Purpose of visits to or absences from Australia
The details of your intended return trips to Australia during the financial years included in this ruling are discussed above. As stated, we do not consider the brevity of those trips precludes you from being considered a resident of Australia for taxation purposes and the fact that you and your spouse intend to use these trips to visit family and as a stop over on your way to and from Country Z is a clear indication that you intend to continue to maintain a continuity of association with Australia during the years in question.
Family and business ties to Australia and the overseas country or countries
Case law has established that the family or business ties that an individual retains with a country are relevant in determining whether an individual has remained or ceased to be a resident.
Family
Your spouse has accompanied you to Country Y. All other family including children, grandchildren and parents in law are still in Australia.

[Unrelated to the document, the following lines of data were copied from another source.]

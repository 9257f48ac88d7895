//! The arena match.

use crate::arena::config::{ArenaConfig, ArenaParameters};
use crate::arena::{Cell, Direction, MoveKind, Position, VisibleState};
use crate::candidate::{Candidate, CandidateId};
use crate::error::EvaluationError;
use crate::evaluation::{CandidateRank, CandidateTest, CandidateTestResult};
use serde::{Deserialize, Serialize};
use std::sync::Arc;
use tracing::trace;

/// One recorded decision.
#[derive(Debug, Clone, Copy, PartialEq, Eq, Serialize, Deserialize)]
#[serde(rename_all = "camelCase")]
pub struct ArenaMove {
    /// Player that moved.
    pub candidate_id: CandidateId,
    /// What it chose.
    pub kind: MoveKind,
}

/// Everything needed to replay a match.
#[derive(Debug, Clone, PartialEq, Eq, Serialize, Deserialize)]
#[serde(rename_all = "camelCase")]
pub struct ArenaReplay {
    /// Map layout the match started from.
    pub parameters: ArenaParameters,
    /// Participants, in start-slot order.
    pub players: Vec<CandidateId>,
    /// Rounds played.
    pub rounds: usize,
    /// Every decision, in order.
    pub moves: Vec<ArenaMove>,
}

#[derive(Debug, Clone)]
struct PlayerState {
    candidate_id: CandidateId,
    position: Position,
    direction: Direction,
    energy: u32,
    score: u32,
}

#[derive(Debug)]
struct ArenaState {
    config: ArenaConfig,
    cells: Vec<Cell>,
    players: Vec<PlayerState>,
}

impl ArenaState {
    fn new(config: ArenaConfig, parameters: &ArenaParameters, players: &[CandidateId]) -> Self {
        let cells = (0..config.rows)
            .flat_map(|row| (0..config.columns).map(move |column| Position::new(row, column)))
            .map(|position| if config.is_wall(position) { Cell::Wall } else { Cell::Empty })
            .collect();

        let mut state = Self {
            config,
            cells,
            players: players
                .iter()
                .zip(&parameters.player_positions)
                .map(|(&candidate_id, &position)| PlayerState {
                    candidate_id,
                    position,
                    direction: Direction::default(),
                    energy: config.initial_energy,
                    score: 0,
                })
                .collect(),
        };

        for &position in &parameters.food_positions {
            state.set(position, Cell::Food);
        }
        let starts: Vec<Position> = state.players.iter().map(|player| player.position).collect();
        for position in starts {
            state.set(position, Cell::Player);
        }
        state
    }

    fn cell(&self, position: Position) -> Cell {
        if position.row >= self.config.rows || position.column >= self.config.columns {
            return Cell::Wall;
        }
        self.cells[position.row * self.config.columns + position.column]
    }

    fn set(&mut self, position: Position, cell: Cell) {
        if position.row < self.config.rows && position.column < self.config.columns {
            self.cells[position.row * self.config.columns + position.column] = cell;
        }
    }

    fn alive(&self) -> Vec<usize> {
        (0..self.players.len())
            .filter(|&index| self.players[index].energy > 0)
            .collect()
    }

    #[allow(clippy::cast_possible_wrap)]
    fn visible_for(&self, index: usize) -> VisibleState {
        let player = &self.players[index];
        let radius = self.config.visibility_radius;
        let span = radius as isize;
        let mut cells = Vec::with_capacity(VisibleState::input_count(radius) - 4);

        for row_offset in -span..=span {
            for column_offset in -span..=span {
                let cell = if row_offset == 0 && column_offset == 0 {
                    Cell::Empty
                } else {
                    match (
                        player.position.row.checked_add_signed(row_offset),
                        player.position.column.checked_add_signed(column_offset),
                    ) {
                        (Some(row), Some(column)) => self.cell(Position::new(row, column)),
                        _ => Cell::Wall,
                    }
                };
                cells.push(cell);
            }
        }

        VisibleState {
            energy: player.energy,
            position: player.position,
            direction: player.direction,
            radius,
            cells,
        }
    }

    fn apply(&mut self, index: usize, kind: MoveKind) {
        match kind {
            MoveKind::TurnLeft => {
                self.players[index].direction = self.players[index].direction.turn_left();
            }
            MoveKind::TurnRight => {
                self.players[index].direction = self.players[index].direction.turn_right();
            }
            MoveKind::MoveForward => {
                let from = self.players[index].position;
                if let Some(to) = from.step(self.players[index].direction) {
                    let target = self.cell(to);
                    if target.is_walkable() {
                        let player = &mut self.players[index];
                        if target == Cell::Food {
                            player.energy = player.energy.saturating_add(self.config.food_energy);
                        }
                        player.position = to;
                        self.set(from, Cell::Empty);
                        self.set(to, Cell::Player);
                    }
                }
            }
        }

        let player = &mut self.players[index];
        player.energy = player.energy.saturating_sub(1);
        player.score += 1;
    }
}

/// One match on a generation's map.
#[derive(Debug)]
pub struct ArenaGame {
    config: ArenaConfig,
    parameters: Arc<ArenaParameters>,
}

impl ArenaGame {
    /// Create a match with the given settings and layout.
    #[must_use]
    pub fn new(config: ArenaConfig, parameters: Arc<ArenaParameters>) -> Self {
        Self { config, parameters }
    }
}

impl<C> CandidateTest<C> for ArenaGame
where
    C: Candidate<VisibleState = VisibleState, Move = MoveKind>,
{
    fn run(self, candidates: &[Arc<C>]) -> Result<CandidateTestResult, EvaluationError> {
        if candidates.len() > self.parameters.player_positions.len() {
            return Err(EvaluationError::test_failed(format!(
                "arena has {} start positions, {} players joined",
                self.parameters.player_positions.len(),
                candidates.len()
            )));
        }

        let players: Vec<CandidateId> = candidates.iter().map(|candidate| candidate.id()).collect();
        let mut state = ArenaState::new(self.config, &self.parameters, &players);
        let mut moves = Vec::new();
        let mut rounds = 0;

        while rounds < self.config.max_turns {
            let alive = state.alive();
            if alive.is_empty() {
                break;
            }
            for index in alive {
                let kind = candidates[index].next_move(&state.visible_for(index));
                moves.push(ArenaMove {
                    candidate_id: players[index],
                    kind,
                });
                state.apply(index, kind);
            }
            rounds += 1;
        }

        trace!(rounds, moves = moves.len(), "arena match finished");

        let candidate_ranks = state
            .players
            .iter()
            .map(|player| CandidateRank {
                candidate_id: player.candidate_id,
                score: f64::from(player.score),
            })
            .collect();

        let replay = ArenaReplay {
            parameters: ArenaParameters::clone(&self.parameters),
            players,
            rounds,
            moves,
        };
        let replay = serde_json::to_value(&replay).map_err(EvaluationError::test_failed)?;

        Ok(CandidateTestResult {
            candidate_ranks,
            replay: Some(replay),
        })
    }
}

#[cfg(test)]
mod tests {
    use super::*;
    use crate::candidate::CandidateSource;
    use crate::population::PopulationId;

    /// Replays a fixed script of moves, then repeats the last one.
    #[derive(Debug)]
    struct ScriptedPlayer {
        id: CandidateId,
        script: Vec<MoveKind>,
        turn: std::sync::atomic::AtomicUsize,
    }

    impl ScriptedPlayer {
        fn new(script: Vec<MoveKind>) -> Self {
            Self {
                id: CandidateId::new(),
                script,
                turn: std::sync::atomic::AtomicUsize::new(0),
            }
        }
    }

    impl Candidate for ScriptedPlayer {
        type VisibleState = VisibleState;
        type Move = MoveKind;

        fn id(&self) -> CandidateId {
            self.id
        }

        fn parent_ids(&self) -> &[CandidateId] {
            &[]
        }

        fn source(&self) -> Option<CandidateSource> {
            None
        }

        fn next_move(&self, _visible: &VisibleState) -> MoveKind {
            let turn = self.turn.fetch_add(1, std::sync::atomic::Ordering::SeqCst);
            self.script
                .get(turn)
                .or(self.script.last())
                .copied()
                .unwrap_or_default()
        }

        fn dispose(&self) {}
    }

    fn small_config() -> ArenaConfig {
        ArenaConfig {
            columns: 7,
            rows: 7,
            initial_food_count: 1,
            visibility_radius: 1,
            max_turns: 100,
            initial_energy: 3,
            food_energy: 5,
            max_players: 2,
        }
    }

    fn parameters(players: Vec<Position>, food: Vec<Position>) -> Arc<ArenaParameters> {
        Arc::new(ArenaParameters {
            population_id: PopulationId::new(),
            player_positions: players,
            food_positions: food,
        })
    }

    #[test]
    fn test_score_counts_moves_until_energy_runs_out() {
        let game =
            ArenaGame::new(small_config(), parameters(vec![Position::new(1, 1)], Vec::new()));
        let player = Arc::new(ScriptedPlayer::new(vec![MoveKind::TurnLeft]));

        let result = game.run(&[Arc::clone(&player)]).unwrap();

        assert_eq!(result.score_of(player.id), Some(3.0));
    }

    #[test]
    fn test_food_refills_energy() {
        // Facing down from (1, 3): food directly below.
        let game = ArenaGame::new(
            small_config(),
            parameters(vec![Position::new(1, 3)], vec![Position::new(2, 3)]),
        );
        let player = Arc::new(ScriptedPlayer::new(vec![MoveKind::MoveForward, MoveKind::TurnLeft]));

        let result = game.run(&[Arc::clone(&player)]).unwrap();

        // 3 energy + 5 from food = 8 moves.
        assert_eq!(result.score_of(player.id), Some(8.0));
    }

    #[test]
    fn test_walls_block_movement() {
        // Start next to the bottom wall, facing down.
        let game =
            ArenaGame::new(small_config(), parameters(vec![Position::new(5, 3)], Vec::new()));
        let player = Arc::new(ScriptedPlayer::new(vec![MoveKind::MoveForward]));

        let result = game.run(&[Arc::clone(&player)]).unwrap();
        assert_eq!(result.score_of(player.id), Some(3.0));

        let replay: ArenaReplay = serde_json::from_value(result.replay.unwrap()).unwrap();
        assert_eq!(replay.moves.len(), 3);
        assert_eq!(replay.rounds, 3);
    }

    #[test]
    fn test_turn_limit() {
        let config = ArenaConfig {
            max_turns: 2,
            initial_energy: 50,
            ..small_config()
        };
        let game = ArenaGame::new(
            config,
            parameters(vec![Position::new(1, 1), Position::new(4, 4)], Vec::new()),
        );
        let first = Arc::new(ScriptedPlayer::new(vec![MoveKind::TurnRight]));
        let second = Arc::new(ScriptedPlayer::new(vec![MoveKind::TurnLeft]));

        let result = game.run(&[Arc::clone(&first), Arc::clone(&second)]).unwrap();

        assert_eq!(result.score_of(first.id), Some(2.0));
        assert_eq!(result.score_of(second.id), Some(2.0));
        let replay: ArenaReplay = serde_json::from_value(result.replay.unwrap()).unwrap();
        assert_eq!(replay.players, vec![first.id, second.id]);
        assert_eq!(replay.moves[0].candidate_id, first.id);
        assert_eq!(replay.moves[1].candidate_id, second.id);
    }

    #[test]
    fn test_too_many_players_fails() {
        let game =
            ArenaGame::new(small_config(), parameters(vec![Position::new(1, 1)], Vec::new()));
        let players = [
            Arc::new(ScriptedPlayer::new(Vec::new())),
            Arc::new(ScriptedPlayer::new(Vec::new())),
        ];

        let error = game.run(&players).unwrap_err();
        assert!(matches!(error, EvaluationError::TestFailed(_)));
    }

    #[test]
    fn test_visible_square() {
        let parameters = parameters(
            vec![Position::new(1, 1), Position::new(2, 2)],
            vec![Position::new(1, 2)],
        );
        let players = [CandidateId::new(), CandidateId::new()];
        let state = ArenaState::new(small_config(), &parameters, &players);

        let visible = state.visible_for(0);

        assert_eq!(visible.radius, 1);
        assert_eq!(
            visible.cells,
            vec![
                Cell::Wall, Cell::Wall, Cell::Wall,
                Cell::Wall, Cell::Empty, Cell::Food,
                Cell::Wall, Cell::Empty, Cell::Player,
            ]
        );
    }

    #[test]
    fn test_players_block_each_other() {
        // First player at (1, 3) faces down into the second at (2, 3).
        let game = ArenaGame::new(
            small_config(),
            parameters(vec![Position::new(1, 3), Position::new(2, 3)], Vec::new()),
        );
        let first = Arc::new(ScriptedPlayer::new(vec![MoveKind::MoveForward]));
        let second = Arc::new(ScriptedPlayer::new(vec![MoveKind::TurnLeft]));

        let result = game.run(&[Arc::clone(&first), Arc::clone(&second)]).unwrap();
        assert_eq!(result.score_of(first.id), Some(3.0));

        let parameters = parameters(vec![Position::new(1, 3), Position::new(2, 3)], Vec::new());
        let mut state = ArenaState::new(small_config(), &parameters, &[first.id, second.id]);
        state.apply(0, MoveKind::MoveForward);
        assert_eq!(state.players[0].position, Position::new(1, 3));
    }
}
//! Population files.
//!
//! A saved population is the pretty-printed JSON of a
//! [`SerializedPopulation`]. How many candidates are kept is the caller's
//! choice; the core never needs more than the best few to resume.

use crate::error::PersistenceError;
use crate::population::SerializedPopulation;
use serde::Serialize;
use serde::de::DeserializeOwned;
use std::fs::File;
use std::io::{BufReader, BufWriter, Write};
use std::path::Path;
use tracing::{debug, instrument};

/// Write a population to `path`, keeping at most `cap` candidates.
///
/// Candidates are kept in population order, so pass a population sorted for
/// natural selection to keep the best ones.
///
/// # Errors
///
/// Returns [`PersistenceError`] if the file cannot be created or written.
#[instrument(
    level = "debug",
    skip_all,
    fields(path = %path.as_ref().display(), population_id = %population.id)
)]
pub fn save_population<P: Serialize>(
    path: impl AsRef<Path>,
    mut population: SerializedPopulation<P>,
    cap: Option<usize>,
) -> Result<(), PersistenceError> {
    let path = path.as_ref();
    if let Some(cap) = cap {
        population.candidates.truncate(cap);
    }

    let io_error = |source| PersistenceError::Io {
        path: path.to_path_buf(),
        source,
    };

    let file = File::create(path).map_err(io_error)?;
    let mut writer = BufWriter::new(file);
    serde_json::to_writer_pretty(&mut writer, &population).map_err(|source| PersistenceError::Json {
        path: path.to_path_buf(),
        source,
    })?;
    writer.flush().map_err(io_error)?;

    debug!(candidates = population.candidates.len(), "saved population");
    Ok(())
}

/// Read a population written by [`save_population`].
///
/// # Errors
///
/// Returns [`PersistenceError`] if the file cannot be read or does not hold a
/// population with payloads of type `P`.
#[instrument(level = "debug", skip_all, fields(path = %path.as_ref().display()))]
pub fn load_population<P: DeserializeOwned>(
    path: impl AsRef<Path>,
) -> Result<SerializedPopulation<P>, PersistenceError> {
    let path = path.as_ref();
    let file = File::open(path).map_err(|source| PersistenceError::Io {
        path: path.to_path_buf(),
        source,
    })?;
    let population: SerializedPopulation<P> =
        serde_json::from_reader(BufReader::new(file)).map_err(|source| PersistenceError::Json {
            path: path.to_path_buf(),
            source,
        })?;

    debug!(
        population_id = %population.id,
        candidates = population.candidates.len(),
        "loaded population"
    );
    Ok(population)
}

You will return to Australia on a regular basis and stay with your family on your way to and from Country Z for work.
It is significant that in the recent decisions regarding the residency status of persons working overseas, including Beizuidenhout, Case 5/2013, and Iyengar, the taxpayers both had family residing permanently in Australia. There is particular emphasis placed in these decisions on the taxpayers' Australian residence being the 'family home'.
The Macquarie Dictionary defines 'family' as:
· parents and their children, whether dwelling together or not.
· one's children collectively.
· any group of persons closely related by blood, as parents, children, uncles, aunts, and cousins.
Consistent with the findings in Case 5/2013 and Iyengar, and the definition of family provided by the Macquarie Dictionary the fact that your children and grandchildren will continue to permanently reside in Australia indicates the strength of your family ties to Australia.
Your family ties in Australia are strong and you intend to visit and stay with them in Australia on a regular basis.
Business or economic ties
You have lived in Australia and worked in Country Z up until you moved to Country Y.
You have properties in Australia which derive rental income.
Assets
You have properties in Australia which are being rented out.
At present you have not purchased any assets of any significance in Country Y.
You have purchased a lease on some land in Country Y.
Your case is similar to the taxpayer in the Iyengar case where the taxpayer was found to be a resident of Australia for tax purposes. In that case the taxpayer did not purchase substantial property whilst overseas, but retained assets in Australia.
Maintenance of Place of abode
The maintenance of a place of abode in Australia is an important factor when considering the residency status of a taxpayer.
You have chosen to rent your family home fully furnished out on a commercial basis for the duration of your stay in Country Y rather than sell it.
Summary
As stated above it is important that not one single factor is decisive and the weight given to each factor depends on individual circumstances.
There are several factors outlined above which indicate that you have not ceased to be a resident of Australia. Specifically;
· You can only be in Country Y for 30 days at any one time then you are required to leave.
· You intend on applying for a self-funded residents' visa.
· You will return to Australia for short periods every XX days which means you will be in Australia for at least XX days each year.
· Your spouse will stay in Australia for the periods you are working in Country Z which will equate to approximately XXX days.
Based on a consideration of all of the factors outlined above, you are a resident of Australia according to ordinary concepts as you will maintain a continuity of association with Australia for the relevant period.